The most extreme example is that of the H2/O2 rocket, which is normally run very rich so that the exhaust contains a lot of unburned hydrogen -- this reduces the burning temperature and the very light hydrogen molecules generate thrust more effectively than having a bit more thermal energy in the jet.

Hydrocarbon-oxygen rockets are run closer to the stoichiometric ratio, but still generally somewhat rich, as this leads to one having lighter CO molecules in the exhaust rather than CO2.

However, you're talking about a hybrid, which is more complicated because you don't really control the rate at which fuel enters the reaction. This is determined by many factors including the temperature, heat transport dynamics in the fuel grain, disintegration mechanics of the fuel grain, flow rate and turbulence of the oxidizer and the fire region, and of course the surface area of the fuel grain (which will change as it burns for most fuel grain geometries).

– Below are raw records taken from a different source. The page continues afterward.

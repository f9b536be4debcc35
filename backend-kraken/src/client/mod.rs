mod body;
mod client;
mod http_trait;
pub mod structs;
#[cfg(feature = "reqwest-client")]
mod reqwest_impl;
#[cfg(feature = "ureq-client")]
mod ureq_impl;

pub use client::KrakenClient;
pub use http_trait::{HttpClient, HttpRequest, HttpResponse};

#[cfg(feature = "reqwest-client")]
pub use reqwest_impl::ReqwestClient;
#[cfg(feature = "ureq-client")]
pub use ureq_impl::UreqClient;
//! Client settings.
//!
//! A [`Config`] is built once, then shared read-only between clients as an
//! `Arc<Config>`. Nothing is validated here: a malformed `api_root` only
//! surfaces when a request URI is built from it.

use std::time::Duration;

use serde::{Deserialize, Serialize};

use crate::constants::{DEFAULT_API_ROOT, DEFAULT_TIMEOUT_SECS, DEFAULT_USER_AGENT};
use crate::error::Result;

#[derive(Debug, Clone, PartialEq, Eq, Serialize, Deserialize)]
#[serde(default)]
pub struct Config {
    api_root: String,
    user_agent: String,
    /// `None` disables the request timeout.
    timeout_secs: Option<u64>,
}

impl Default for Config {
    fn default() -> Self {
        Self {
            api_root: DEFAULT_API_ROOT.to_string(),
            user_agent: DEFAULT_USER_AGENT.to_string(),
            timeout_secs: Some(DEFAULT_TIMEOUT_SECS),
        }
    }
}

impl Config {
    pub fn new(api_root: impl Into<String>, user_agent: impl Into<String>) -> Self {
        Self {
            api_root: api_root.into(),
            user_agent: user_agent.into(),
            ..Default::default()
        }
    }

    /// Load settings from a JSON document. Keys that are absent keep their
    /// default value.
    pub fn from_json_str(json: &str) -> Result<Self> {
        Ok(serde_json::from_str(json)?)
    }

    pub fn with_timeout(mut self, timeout: Duration) -> Self {
        self.timeout_secs = Some(timeout.as_secs());
        self
    }

    pub fn without_timeout(mut self) -> Self {
        self.timeout_secs = None;
        self
    }

    pub fn api_root(&self) -> &str {
        &self.api_root
    }

    pub fn user_agent(&self) -> &str {
        &self.user_agent
    }

    pub fn timeout(&self) -> Option<Duration> {
        self.timeout_secs.map(Duration::from_secs)
    }
}

#[cfg(test)]
mod tests {
    use super::*;

    #[test]
    fn test_defaults() {
        let config = Config::default();
        assert_eq!(config.api_root(), "https://api.twitch.tv/kraken/");
        assert_eq!(config.user_agent(), "livestreamer-scope 0.1; (foo)");
        assert_eq!(config.timeout(), Some(Duration::from_secs(30)));
    }

    #[test]
    fn test_builders() {
        let config = Config::new("http://127.0.0.1:8080/", "tests/1.0")
            .with_timeout(Duration::from_secs(5));
        assert_eq!(config.api_root(), "http://127.0.0.1:8080/");
        assert_eq!(config.user_agent(), "tests/1.0");
        assert_eq!(config.timeout(), Some(Duration::from_secs(5)));

        assert_eq!(config.without_timeout().timeout(), None);
    }

    #[test]
    fn test_partial_json_keeps_defaults() {
        let config = Config::from_json_str(r#"{"user_agent": "custom/2.0"}"#).unwrap();
        assert_eq!(config.api_root(), DEFAULT_API_ROOT);
        assert_eq!(config.user_agent(), "custom/2.0");
        assert_eq!(config.timeout(), Some(Duration::from_secs(30)));

        let config = Config::from_json_str(r#"{"timeout_secs": null}"#).unwrap();
        assert_eq!(config.timeout(), None);
    }

    #[test]
    fn test_invalid_json_is_decode_error() {
        let err = Config::from_json_str("api_root = 1").unwrap_err();
        assert!(matches!(err, crate::Error::Decode(_)));
    }
}
#![allow(clippy::module_inception)]
mod backend;
mod client;

pub use client::{structs, HttpClient, HttpRequest, HttpResponse, KrakenClient};

#[cfg(feature = "ureq-client")]
pub use client::UreqClient;
#[cfg(feature = "reqwest-client")]
pub use client::ReqwestClient;

// Re-export core types for convenience
pub use livescope_core::{
    CancellationFlag, Config, DepartmentList, Error, Next, Progress, QueryParameters, Result,
    StreamBackend, StreamList, StreamRecord,
};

Additionally, just because the fuel grain is eroding does not mean it is burning -- you might be spraying droplets of unburned melted fuel out the nozzle.

If you set it up with a specific amount of oxidizer and a specific amount of solid fuel, in stoichiometric ratio, it would be easy to either use up all the oxidizer without burning more than a little bit of the fuel, or to blow most of your fuel unburned and partially burned out the rocket.

As a result, it's significantly more complicated to control the stoichiometry of a hybrid motor, and what the stoichiometry actually is will be somewhat variable, empirical, and dependent on the exact details of your implementation. It's not just based on the ratio of mass (flow) to mass (flow). Clark's Ignition! details the history of difficult engineering needed to make the first successful hybrids (even though hybrids are much more sensible and achievable for amateurs than liquid bipropellants).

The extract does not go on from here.